The role for technology isn’t what you might think – it’s not giving every toddler a tablet and leaving them alone – it’s about finding new and innovative ways to incorporate technology into the classroom to improve the delivery, connectivity of, and access to high-quality childcare and early education services.
Businesses and service providers throughout the United States are creating and implementing innovations in Artificial Intelligence (AI), tech consulting, and web-based tools in ways that are changing the game for childcare professionals and business owners. Here are a few worth mentioning.
Tech Innovation in Early Ed
Case Study #1
Arkansas Early Learning (AEL), the largest provider of Head Start services in Arkansas, is testing and utilizing tech solutions in several centers to enable teachers to spend more time educating and supporting their students.
After reports that teachers were frustrated about spending too much time dealing with administrative tasks, such as incident reports, and not enough time educating and taking care of children, AEL, with the support of the Head Starter Network, invested in AI tools like Google Assistant to help digitize reporting requirements.
Using voice activated technology, the AEL Google Assistant can guide a teacher through a report while they are responding to an incident or changing a child’s diaper. For example, once activated, the Google Assistant asks the teacher questions about the incident including child information and incident details. The teacher’s verbal answers to the questions are then automatically inputted into the digital form. A final version is emailed to the center director and the child’s parent for sign-off while, simultaneously, the data populates into a database. Not only does this save teachers time, it also increases safety, reduces paper costs (environmental and otherwise), and most importantly fosters a child’s language development by exposing them to new words.
The data obtained from the voice interaction is aggregated and analyzed with the goal of making better data-driven decisions. For example, the diaper change data could lead to more robust budgeting and accountability of supplies or even an observation of patterns, then predictions, and eventually prevention of future illness outbreaks. Additionally, the accident report data leads to changing the indoor or outdoor environments based on who, what, when, where, and why accidents are occurring at the center to mitigate the risk of future accident occurrences.
To reinforce desired language to improve outcomes, the voice device can also listen for cues, such as defined self-talk by the teacher, as a prompt to begin the routine. Although this technology is still in a pilot phase, AEL is hopeful that they can implement the technology in all of their centers soon.
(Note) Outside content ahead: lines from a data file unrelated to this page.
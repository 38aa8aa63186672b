//! HTTP routes for the game client, match ingestion, and the leaderboard.

use std::path::{Path, PathBuf};

use axum::{
    Json, Router,
    body::Bytes,
    extract::State,
    http::StatusCode,
    response::{Html, IntoResponse, Response},
    routing::{get, post},
};
use derive_getters::Getters;
use derive_more::{Display, Error, From};
use serde::{Deserialize, Serialize};
use tower_http::{
    services::{ServeDir, ServeFile},
    trace::TraceLayer,
};
use tracing::{debug, error, info, instrument};

use crate::leaderboard::{render_error_html, render_html};
use crate::{DbError, LeaderboardEntry, MatchSubmission, StatsService};

/// Shared state handed to every request handler.
#[derive(Debug, Clone, Getters)]
pub struct AppState {
    service: StatsService,
    static_dir: PathBuf,
}

impl AppState {
    /// Creates handler state serving client assets from `static_dir`.
    #[instrument(skip(service, static_dir), fields(static_dir = %static_dir.as_ref().display()))]
    pub fn new(service: StatsService, static_dir: impl AsRef<Path>) -> Self {
        Self {
            service,
            static_dir: static_dir.as_ref().to_path_buf(),
        }
    }
}

/// Failure while handling a request, reported back as an error payload.
#[derive(Debug, Display, Error, From)]
pub enum HandlerError {
    /// The request body was not a usable match object.
    #[display("Invalid match payload: {_0}")]
    Payload(serde_json::Error),
    /// The database operation failed.
    #[display("{_0}")]
    Database(DbError),
    /// The blocking database task panicked or was cancelled.
    #[display("Database task failed: {_0}")]
    Task(tokio::task::JoinError),
}

impl HandlerError {
    /// Description safe to send to clients.
    ///
    /// Database failures report their kind and message but not the source
    /// location recorded in [`DbError`].
    pub fn client_details(&self) -> String {
        match self {
            Self::Database(e) => format!("Database {} error: {}", e.kind, e.message),
            other => other.to_string(),
        }
    }
}

/// Body returned when a handler fails.
#[derive(Debug, Clone, PartialEq, Eq, Serialize, Deserialize, Getters)]
pub struct ErrorPayload {
    error: String,
    details: String,
}

impl ErrorPayload {
    /// Creates a payload with a fixed summary and the error's description.
    pub fn new(error: &str, cause: &HandlerError) -> Self {
        Self {
            error: error.to_string(),
            details: cause.client_details(),
        }
    }
}

/// Body returned after a match is stored.
#[derive(Debug, Clone, PartialEq, Eq, Serialize, Deserialize, Getters)]
pub struct MatchSaved {
    message: String,
    match_id: i64,
}

/// Response of `POST /api/match/end`.
#[derive(Debug, Clone, PartialEq, Eq, Serialize, Deserialize)]
#[serde(untagged)]
pub enum EndMatchResponse {
    /// The match was recorded.
    Saved(MatchSaved),
    /// Something went wrong.
    Failed(ErrorPayload),
}

/// Response of `GET /api/leaderboard`.
#[derive(Debug, Clone, PartialEq, Eq, Serialize, Deserialize)]
#[serde(untagged)]
pub enum LeaderboardResponse {
    /// Players ranked by wins.
    Entries(Vec<LeaderboardEntry>),
    /// Something went wrong.
    Failed(ErrorPayload),
}

/// Builds the application router.
#[instrument(skip(state))]
pub fn router(state: AppState) -> Router {
    let index = state.static_dir.join("index.html");
    let assets = state.static_dir.clone();
    debug!(index = %index.display(), "Building router");

    Router::new()
        .route_service("/", ServeFile::new(index))
        .route("/api/match/end", post(end_match))
        .route("/api/leaderboard", get(leaderboard_json))
        .route("/leaderboard", get(leaderboard_page))
        .nest_service("/static", ServeDir::new(assets))
        .layer(TraceLayer::new_for_http())
        .with_state(state)
}

/// Runs a synchronous database call on the blocking thread pool.
async fn run_blocking<T, F>(work: F) -> Result<T, HandlerError>
where
    F: FnOnce() -> Result<T, DbError> + Send + 'static,
    T: Send + 'static,
{
    Ok(tokio::task::spawn_blocking(work).await??)
}

#[instrument(skip(state, body), fields(bytes = body.len()))]
async fn end_match(State(state): State<AppState>, body: Bytes) -> Json<EndMatchResponse> {
    match save_match(&state, &body).await {
        Ok(match_id) => {
            info!(match_id, "Match saved");
            Json(EndMatchResponse::Saved(MatchSaved {
                message: "Match saved".to_string(),
                match_id,
            }))
        }
        Err(e) => {
            error!(error = %e, "Error saving match");
            Json(EndMatchResponse::Failed(ErrorPayload::new(
                "Failed to save match",
                &e,
            )))
        }
    }
}

async fn save_match(state: &AppState, body: &[u8]) -> Result<i64, HandlerError> {
    let submission = MatchSubmission::from_json(body)?;
    let service = state.service.clone();
    let saved = run_blocking(move || service.submit_match(&submission)).await?;
    Ok(*saved.id())
}

#[instrument(skip(state))]
async fn leaderboard_json(State(state): State<AppState>) -> Json<LeaderboardResponse> {
    let service = state.service.clone();
    match run_blocking(move || service.leaderboard()).await {
        Ok(entries) => Json(LeaderboardResponse::Entries(entries)),
        Err(e) => {
            error!(error = %e, "Error fetching leaderboard");
            Json(LeaderboardResponse::Failed(ErrorPayload::new(
                "Failed to fetch leaderboard",
                &e,
            )))
        }
    }
}

#[instrument(skip(state))]
async fn leaderboard_page(State(state): State<AppState>) -> Response {
    let service = state.service.clone();
    match run_blocking(move || service.ranked_players()).await {
        Ok(players) => Html(render_html(&players)).into_response(),
        Err(e) => {
            error!(error = %e, "Error rendering leaderboard page");
            (
                StatusCode::INTERNAL_SERVER_ERROR,
                Html(render_error_html(&e.client_details())),
            )
                .into_response()
        }
    }
}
While AEL is using advances in technology to improve the quality and efficiency of its own centers, Wonderschool uses technology innovations to introduce a brand new business model to the industry: merging childcare and early education with the sharing economy.
Case Study #2
Wonderschool, a San Francisco-based company, works with experienced educators and childcare providers to get them the resources they need to start or manage their own home-based preschools and childcare centers. One out of every five American families spends more than a quarter of their income on childcare. And even then, it’s not typically a lucrative business for childcare providers, many of whom stop working simply because of the cost of childcare for their own kids is almost as much as what they make.
With an Uber-like model, Wonderschool has helped childcare professionals and teachers get past this hurdle and become entrepreneurs. Borrowing from the principles of the sharing economy, this solution helps ease the demand for quality childcare while helping teachers start their own business. Home-based practitioners can focus on education and care while Wonderschool’s tools and advisors provide support for marketing, licensing, business consulting, accounting, and other processes.
Case Study #3Early Learning Lab (ELL). ELL creates innovative teacher professional development processes, provides tech consultation to parents and community organizations, and works with non-profits and local agencies to help parents serve as an educational resource to their children. With so many educational tech products on the market, a part of ELL’s service is to provide advice to parents on which web applications and other tech products are purposeful and useful for early learning.
One exciting ELL project is the “Quick Check.” The Quick Check is a weekly online self-reflection practice tool that lets teachers efficiently evaluate their teaching methods by receiving frequent, clear feedback loops of data.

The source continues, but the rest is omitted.